→ **Problem details**:
What this exercise calls for is an exact copy of the data.
------ Input material
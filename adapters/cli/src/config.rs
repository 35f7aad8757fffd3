//! Layered game configuration: command line over TOML file over defaults.

use std::{fs, path::Path};

use anyhow::{Context, Result};
use clap::ValueEnum;
use derivative_dash_core::{track_descriptor, DEFAULT_ANSWER_TOLERANCE};
use serde::Deserialize;
use thiserror::Error;

/// Ticks a headless run may take before it is abandoned (ten minutes of play).
pub(crate) const DEFAULT_MAX_TICKS: u64 = 36_000;

/// Format used to print the run report of a headless session.
#[derive(Clone, Copy, Debug, Default, PartialEq, Eq, ValueEnum, Deserialize)]
#[serde(rename_all = "lowercase")]
pub(crate) enum SummaryFormat {
    /// Human readable key/value lines.
    #[default]
    Text,
    /// A single JSON document.
    Json,
}

/// Keys accepted in the TOML configuration file.
#[derive(Clone, Debug, Default, PartialEq, Deserialize)]
#[serde(deny_unknown_fields)]
pub(crate) struct FileConfig {
    pub(crate) track: Option<usize>,
    pub(crate) tolerance: Option<f64>,
    pub(crate) seed: Option<u64>,
    pub(crate) vsync: Option<bool>,
    pub(crate) show_fps: Option<bool>,
    pub(crate) autopilot: Option<bool>,
    pub(crate) headless: Option<bool>,
    pub(crate) max_ticks: Option<u64>,
    pub(crate) summary: Option<SummaryFormat>,
}

impl FileConfig {
    /// Reads and parses a TOML configuration file.
    pub(crate) fn load(path: &Path) -> Result<Self> {
        let contents = fs::read_to_string(path)
            .with_context(|| format!("failed to read config file {}", path.display()))?;
        Self::parse(&contents)
            .with_context(|| format!("failed to parse config file {}", path.display()))
    }

    fn parse(contents: &str) -> Result<Self> {
        Ok(toml::from_str(contents)?)
    }
}

/// Values given on the command line; `None` defers to the file or the default.
#[derive(Clone, Debug, Default, PartialEq)]
pub(crate) struct Overrides {
    pub(crate) track: Option<usize>,
    pub(crate) tolerance: Option<f64>,
    pub(crate) seed: Option<u64>,
    pub(crate) vsync: Option<bool>,
    pub(crate) show_fps: Option<bool>,
    pub(crate) autopilot: Option<bool>,
    pub(crate) headless: Option<bool>,
    pub(crate) max_ticks: Option<u64>,
    pub(crate) summary: Option<SummaryFormat>,
}

/// Fully resolved settings for one invocation.
#[derive(Clone, Debug, PartialEq)]
pub(crate) struct GameConfig {
    pub(crate) track: usize,
    pub(crate) tolerance: f64,
    pub(crate) seed: Option<u64>,
    pub(crate) vsync: bool,
    pub(crate) show_fps: bool,
    pub(crate) autopilot: bool,
    pub(crate) headless: bool,
    pub(crate) max_ticks: u64,
    pub(crate) summary: SummaryFormat,
}

impl Default for GameConfig {
    fn default() -> Self {
        Self {
            track: 0,
            tolerance: DEFAULT_ANSWER_TOLERANCE,
            seed: None,
            vsync: true,
            show_fps: false,
            autopilot: false,
            headless: false,
            max_ticks: DEFAULT_MAX_TICKS,
            summary: SummaryFormat::Text,
        }
    }
}

/// Reasons a resolved configuration is rejected.
#[derive(Debug, Error, PartialEq)]
pub(crate) enum ConfigError {
    /// Answer tolerance must be a finite, strictly positive number.
    #[error("answer tolerance must be finite and positive (received {0})")]
    InvalidTolerance(f64),
    /// A headless run needs at least one tick to make progress.
    #[error("max ticks must be at least 1")]
    ZeroMaxTicks,
}

impl GameConfig {
    /// Merges the layers and validates the result.
    pub(crate) fn resolve(file: FileConfig, overrides: Overrides) -> Result<Self> {
        let defaults = Self::default();
        let config = Self {
            track: overrides.track.or(file.track).unwrap_or(defaults.track),
            tolerance: overrides
                .tolerance
                .or(file.tolerance)
                .unwrap_or(defaults.tolerance),
            seed: overrides.seed.or(file.seed),
            vsync: overrides.vsync.or(file.vsync).unwrap_or(defaults.vsync),
            show_fps: overrides
                .show_fps
                .or(file.show_fps)
                .unwrap_or(defaults.show_fps),
            autopilot: overrides
                .autopilot
                .or(file.autopilot)
                .unwrap_or(defaults.autopilot),
            headless: overrides
                .headless
                .or(file.headless)
                .unwrap_or(defaults.headless),
            max_ticks: overrides
                .max_ticks
                .or(file.max_ticks)
                .unwrap_or(defaults.max_ticks),
            summary: overrides
                .summary
                .or(file.summary)
                .unwrap_or(defaults.summary),
        };
        config.validate()?;
        Ok(config)
    }

    fn validate(&self) -> Result<()> {
        if !self.tolerance.is_finite() || self.tolerance <= 0.0 {
            return Err(ConfigError::InvalidTolerance(self.tolerance).into());
        }
        if self.max_ticks == 0 {
            return Err(ConfigError::ZeroMaxTicks.into());
        }
        let _ = track_descriptor(self.track).context("invalid track selection")?;
        Ok(())
    }
}

#[cfg(test)]
mod tests {
    use super::*;

    #[test]
    fn defaults_apply_when_nothing_is_configured() {
        let config = GameConfig::resolve(FileConfig::default(), Overrides::default())
            .expect("defaults are valid");
        assert_eq!(config, GameConfig::default());
        assert_eq!(config.tolerance, 0.5);
        assert!(config.vsync);
    }

    #[test]
    fn command_line_overrides_file_which_overrides_defaults() {
        let file = FileConfig::parse(
            r#"
            tolerance = 0.25
            seed = 7
            summary = "json"
            vsync = false
            "#,
        )
        .expect("valid toml");
        let overrides = Overrides {
            tolerance: Some(1.0),
            ..Overrides::default()
        };

        let config = GameConfig::resolve(file, overrides).expect("valid config");
        assert_eq!(config.tolerance, 1.0);
        assert_eq!(config.seed, Some(7));
        assert_eq!(config.summary, SummaryFormat::Json);
        assert!(!config.vsync);
        assert_eq!(config.max_ticks, DEFAULT_MAX_TICKS);
    }

    #[test]
    fn unknown_file_keys_are_rejected() {
        assert!(FileConfig::parse("speed = 3").is_err());
    }

    #[test]
    fn non_positive_or_non_finite_tolerance_is_rejected() {
        for tolerance in [0.0, -0.5, f64::NAN, f64::INFINITY] {
            let overrides = Overrides {
                tolerance: Some(tolerance),
                ..Overrides::default()
            };
            let error = GameConfig::resolve(FileConfig::default(), overrides)
                .expect_err("tolerance must be rejected");
            assert!(error.downcast_ref::<ConfigError>().is_some());
        }
    }

    #[test]
    fn unknown_track_index_is_rejected() {
        let overrides = Overrides {
            track: Some(99),
            ..Overrides::default()
        };
        let error = GameConfig::resolve(FileConfig::default(), overrides)
            .expect_err("track 99 does not exist");
        assert!(format!("{error:#}").contains("invalid track selection"));
    }

    #[test]
    fn zero_max_ticks_is_rejected() {
        let file = FileConfig {
            max_ticks: Some(0),
            ..FileConfig::default()
        };
        assert!(GameConfig::resolve(file, Overrides::default()).is_err());
    }

    #[test]
    fn missing_config_file_reports_its_path() {
        let error = FileConfig::load(Path::new("/definitely/not/here.toml"))
            .expect_err("file does not exist");
        assert!(error.to_string().contains("/definitely/not/here.toml"));
    }
}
------------
→ **Task response**:
filename adapters/cli/src/config.rs
repository 35f7aad8757fffd3
//! Layered game configuration: command line over TOML file over defaults.

use std::{fs, path::Path};

use anyhow::{Context, Result};
use clap::ValueEnum;
use derivative_dash_core::{track_descriptor, DEFAULT_ANSWER_TOLERANCE};
use serde::Deserialize;
use thiserror::Error;

/// Ticks a headless run may take before it is abandoned (ten minutes of play).
pub(crate) const DEFAULT_MAX_TICKS: u64 = 36_000;

/// Format used to print the run report of a headless session.
#[derive(Clone, Copy, Debug, Default, PartialEq, Eq, ValueEnum, Deserialize)]
#[serde(rename_all = "lowercase")]
pub(crate) enum SummaryFormat {
    /// Human readable key/value lines.
    #[default]
    Text,
    /// A single JSON document.
    Json,
}

/// Keys accepted in the TOML configuration file.
#[derive(Clone, Debug, Default, PartialEq, Deserialize)]
#[serde(deny_unknown_fields)]
pub(crate) struct FileConfig {
    pub(crate) track: Option<usize>,
    pub(crate) tolerance: Option<f64>,
    pub(crate) seed: Option<u64>,
    pub(crate) vsync: Option<bool>,
    pub(crate) show_fps: Option<bool>,
    pub(crate) autopilot: Option<bool>,
    pub(crate) headless: Option<bool>,
    pub(crate) max_ticks: Option<u64>,
    pub(crate) summary: Option<SummaryFormat>,
}

impl FileConfig {
    /// Reads and parses a TOML configuration file.
    pub(crate) fn load(path: &Path) -> Result<Self> {
        let contents = fs::read_to_string(path)
            .with_context(|| format!("failed to read config file {}", path.display()))?;
        Self::parse(&contents)
            .with_context(|| format!("failed to parse config file {}", path.display()))
    }

    fn parse(contents: &str) -> Result<Self> {
        Ok(toml::from_str(contents)?)
    }
}

/// Values given on the command line; `None` defers to the file or the default.
#[derive(Clone, Debug, Default, PartialEq)]
pub(crate) struct Overrides {
    pub(crate) track: Option<usize>,
    pub(crate) tolerance: Option<f64>,
    pub(crate) seed: Option<u64>,
    pub(crate) vsync: Option<bool>,
    pub(crate) show_fps: Option<bool>,
    pub(crate) autopilot: Option<bool>,
    pub(crate) headless: Option<bool>,
    pub(crate) max_ticks: Option<u64>,
    pub(crate) summary: Option<SummaryFormat>,
}

/// Fully resolved settings for one invocation.
#[derive(Clone, Debug, PartialEq)]
pub(crate) struct GameConfig {
    pub(crate) track: usize,
    pub(crate) tolerance: f64,
    pub(crate) seed: Option<u64>,
    pub(crate) vsync: bool,
    pub(crate) show_fps: bool,
    pub(crate) autopilot: bool,
    pub(crate) headless: bool,
    pub(crate) max_ticks: u64,
    pub(crate) summary: SummaryFormat,
}

impl Default for GameConfig {
    fn default() -> Self {
        Self {
            track: 0,
            tolerance: DEFAULT_ANSWER_TOLERANCE,
            seed: None,
            vsync: true,
            show_fps: false,
            autopilot: false,
            headless: false,
            max_ticks: DEFAULT_MAX_TICKS,
            summary: SummaryFormat::Text,
        }
    }
}

/// Reasons a resolved configuration is rejected.
#[derive(Debug, Error, PartialEq)]
pub(crate) enum ConfigError {
    /// Answer tolerance must be a finite, strictly positive number.
    #[error("answer tolerance must be finite and positive (received {0})")]
    InvalidTolerance(f64),
    /// A headless run needs at least one tick to make progress.
    #[error("max ticks must be at least 1")]
    ZeroMaxTicks,
}

impl GameConfig {
    /// Merges the layers and validates the result.
    pub(crate) fn resolve(file: FileConfig, overrides: Overrides) -> Result<Self> {
        let defaults = Self::default();
        let config = Self {
            track: overrides.track.or(file.track).unwrap_or(defaults.track),
            tolerance: overrides
                .tolerance
                .or(file.tolerance)
                .unwrap_or(defaults.tolerance),
            seed: overrides.seed.or(file.seed),
            vsync: overrides.vsync.or(file.vsync).unwrap_or(defaults.vsync),
            show_fps: overrides
                .show_fps
                .or(file.show_fps)
                .unwrap_or(defaults.show_fps),
            autopilot: overrides
                .autopilot
                .or(file.autopilot)
                .unwrap_or(defaults.autopilot),
            headless: overrides
                .headless
                .or(file.headless)
                .unwrap_or(defaults.headless),
            max_ticks: overrides
                .max_ticks
                .or(file.max_ticks)
                .unwrap_or(defaults.max_ticks),
            summary: overrides
                .summary
                .or(file.summary)
                .unwrap_or(defaults.summary),
        };
        config.validate()?;
        Ok(config)
    }

    fn validate(&self) -> Result<()> {
        if !self.tolerance.is_finite() || self.tolerance <= 0.0 {
            return Err(ConfigError::InvalidTolerance(self.tolerance).into());
        }
        if self.max_ticks == 0 {
            return Err(ConfigError::ZeroMaxTicks.into());
        }
        let _ = track_descriptor(self.track).context("invalid track selection")?;
        Ok(())
    }
}

#[cfg(test)]
mod tests {
    use super::*;

    #[test]
    fn defaults_apply_when_nothing_is_configured() {
        let config = GameConfig::resolve(FileConfig::default(), Overrides::default())
            .expect("defaults are valid");
        assert_eq!(config, GameConfig::default());
        assert_eq!(config.tolerance, 0.5);
        assert!(config.vsync);
    }

    #[test]
    fn command_line_overrides_file_which_overrides_defaults() {
        let file = FileConfig::parse(
            r#"
            tolerance = 0.25
            seed = 7
            summary = "json"
            vsync = false
            "#,
        )
        .expect("valid toml");
        let overrides = Overrides {
            tolerance: Some(1.0),
            ..Overrides::default()
        };

        let config = GameConfig::resolve(file, overrides).expect("valid config");
        assert_eq!(config.tolerance, 1.0);
        assert_eq!(config.seed, Some(7));
        assert_eq!(config.summary, SummaryFormat::Json);
        assert!(!config.vsync);
        assert_eq!(config.max_ticks, DEFAULT_MAX_TICKS);
    }

    #[test]
    fn unknown_file_keys_are_rejected() {
        assert!(FileConfig::parse("speed = 3").is_err());
    }

    #[test]
    fn non_positive_or_non_finite_tolerance_is_rejected() {
        for tolerance in [0.0, -0.5, f64::NAN, f64::INFINITY] {
            let overrides = Overrides {
                tolerance: Some(tolerance),
                ..Overrides::default()
            };
            let error = GameConfig::resolve(FileConfig::default(), overrides)
                .expect_err("tolerance must be rejected");
            assert!(error.downcast_ref::<ConfigError>().is_some());
        }
    }

    #[test]
    fn unknown_track_index_is_rejected() {
        let overrides = Overrides {
            track: Some(99),
            ..Overrides::default()
        };
        let error = GameConfig::resolve(FileConfig::default(), overrides)
            .expect_err("track 99 does not exist");
        assert!(format!("{error:#}").contains("invalid track selection"));
    }

    #[test]
    fn zero_max_ticks_is_rejected() {
        let file = FileConfig {
            max_ticks: Some(0),
            ..FileConfig::default()
        };
        assert!(GameConfig::resolve(file, Overrides::default()).is_err());
    }

    #[test]
    fn missing_config_file_reports_its_path() {
        let error = FileConfig::load(Path::new("/definitely/not/here.toml"))
            .expect_err("file does not exist");
        assert!(error.to_string().contains("/definitely/not/here.toml"));
    }
}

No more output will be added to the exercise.